Start of INPUT MATERIAL
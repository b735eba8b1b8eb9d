use seonoc_common::error::{NocError, NocResult};
use seonoc_common::types::{ActionType, EntrySnapshot};

const CHANGE_NOTE_MIN: usize = 10;
const CHANGE_NOTE_MAX: usize = 2000;
const REASON_NOTE_MIN: usize = 20;
const RESOLUTION_NOTE_MIN: usize = 10;

/// Mandatory rationale on every graph mutation.
pub fn validate_change_note(note: &str) -> NocResult<()> {
    let trimmed = note.trim();
    if trimmed.len() < CHANGE_NOTE_MIN {
        return Err(NocError::validation(format!(
            "change note must be at least {CHANGE_NOTE_MIN} characters"
        )));
    }
    if trimmed.len() > CHANGE_NOTE_MAX {
        return Err(NocError::validation(format!(
            "change note must be at most {CHANGE_NOTE_MAX} characters"
        )));
    }
    Ok(())
}

/// Optimizations demand a longer rationale.
pub fn validate_reason_note(note: &str) -> NocResult<()> {
    if note.trim().len() < REASON_NOTE_MIN {
        return Err(NocError::validation(format!(
            "reason note must be at least {REASON_NOTE_MIN} characters"
        )));
    }
    Ok(())
}

pub fn validate_resolution_note(note: &str) -> NocResult<()> {
    if note.trim().len() < RESOLUTION_NOTE_MIN {
        return Err(NocError::validation(format!(
            "resolution note must be at least {RESOLUTION_NOTE_MIN} characters"
        )));
    }
    Ok(())
}

/// Names of tracked fields that differ between two entry snapshots.
pub fn diff_snapshots(before: &EntrySnapshot, after: &EntrySnapshot) -> Vec<&'static str> {
    let mut changed = Vec::new();
    if before.domain_role != after.domain_role {
        changed.push("domain_role");
    }
    if before.domain_status != after.domain_status {
        changed.push("domain_status");
    }
    if before.index_status != after.index_status {
        changed.push("index_status");
    }
    if before.optimized_path != after.optimized_path {
        changed.push("optimized_path");
    }
    if before.target_entry_id != after.target_entry_id {
        changed.push("target_entry_id");
    }
    if before.primary_keyword != after.primary_keyword {
        changed.push("primary_keyword");
    }
    if before.ranking_position != after.ranking_position {
        changed.push("ranking_position");
    }
    if before.ranking_url != after.ranking_url {
        changed.push("ranking_url");
    }
    if before.notes != after.notes {
        changed.push("notes");
    }
    changed
}

/// Ledger action derived from the diff: role beats path beats a pure
/// relink; everything else is a plain update.
pub fn classify_action(changed: &[&str]) -> ActionType {
    if changed.contains(&"domain_role") {
        return ActionType::ChangeRole;
    }
    if changed.contains(&"optimized_path") {
        return ActionType::ChangePath;
    }
    if changed == ["target_entry_id"] {
        return ActionType::RelinkNode;
    }
    ActionType::UpdateNode
}

#[cfg(test)]
mod tests {
    use super::*;
    use seonoc_common::types::{DomainRole, IndexStatus, NodeStatus};

    fn snapshot() -> EntrySnapshot {
        EntrySnapshot {
            domain_role: DomainRole::Supporting,
            domain_status: NodeStatus::Canonical,
            index_status: IndexStatus::Index,
            optimized_path: Some("/blog".to_string()),
            target_entry_id: Some("m".to_string()),
            primary_keyword: "kw".to_string(),
            ranking_position: Some(3),
            ranking_url: String::new(),
            notes: String::new(),
        }
    }

    #[test]
    fn short_change_note_rejected() {
        assert!(validate_change_note("fix").is_err());
        assert!(validate_change_note("   fix    ").is_err());
        assert!(validate_change_note("add T1 supporter").is_ok());
    }

    #[test]
    fn oversized_change_note_rejected() {
        let long = "x".repeat(2001);
        assert!(validate_change_note(&long).is_err());
    }

    #[test]
    fn reason_note_needs_twenty_chars() {
        assert!(validate_reason_note("too short").is_err());
        assert!(validate_reason_note("a sufficiently long reason").is_ok());
    }

    #[test]
    fn resolution_note_needs_ten_chars() {
        assert!(validate_resolution_note("done").is_err());
        assert!(validate_resolution_note("structure fixed").is_ok());
    }

    #[test]
    fn identical_snapshots_have_no_diff() {
        assert!(diff_snapshots(&snapshot(), &snapshot()).is_empty());
    }

    #[test]
    fn every_tracked_field_is_diffed() {
        let before = snapshot();
        let mut after = snapshot();
        after.domain_role = DomainRole::Main;
        after.domain_status = NodeStatus::Primary;
        after.index_status = IndexStatus::Noindex;
        after.optimized_path = None;
        after.target_entry_id = None;
        after.primary_keyword = "other".to_string();
        after.ranking_position = None;
        after.ranking_url = "https://x".to_string();
        after.notes = "n".to_string();
        assert_eq!(diff_snapshots(&before, &after).len(), 9);
    }

    #[test]
    fn role_change_wins_classification() {
        let mut after = snapshot();
        after.domain_role = DomainRole::Main;
        after.optimized_path = None;
        let changed = diff_snapshots(&snapshot(), &after);
        assert_eq!(classify_action(&changed), ActionType::ChangeRole);
    }

    #[test]
    fn path_change_beats_update() {
        let mut after = snapshot();
        after.optimized_path = Some("/blog2".to_string());
        after.notes = "moved".to_string();
        let changed = diff_snapshots(&snapshot(), &after);
        assert_eq!(classify_action(&changed), ActionType::ChangePath);
    }

    #[test]
    fn target_only_change_is_relink() {
        let mut after = snapshot();
        after.target_entry_id = Some("other".to_string());
        let changed = diff_snapshots(&snapshot(), &after);
        assert_eq!(classify_action(&changed), ActionType::RelinkNode);
    }

    #[test]
    fn anything_else_is_update() {
        let mut after = snapshot();
        after.primary_keyword = "new kw".to_string();
        let changed = diff_snapshots(&snapshot(), &after);
        assert_eq!(classify_action(&changed), ActionType::UpdateNode);
    }
}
End of INPUT MATERIAL
• _YOUR GOAL_:
Starting from the first line of the records above, retype each line exactly up to and including the one that contains "const REASON_NOTE_MIN: usize = 20;", and nothing more.

• _ANSWER TO THIS EXERCISE_:
repository b735eba8b1b8eb9d
use seonoc_common::error::{NocError, NocResult};
use seonoc_common::types::{ActionType, EntrySnapshot};

const CHANGE_NOTE_MIN: usize = 10;
const CHANGE_NOTE_MAX: usize = 2000;
const REASON_NOTE_MIN: usize = 20;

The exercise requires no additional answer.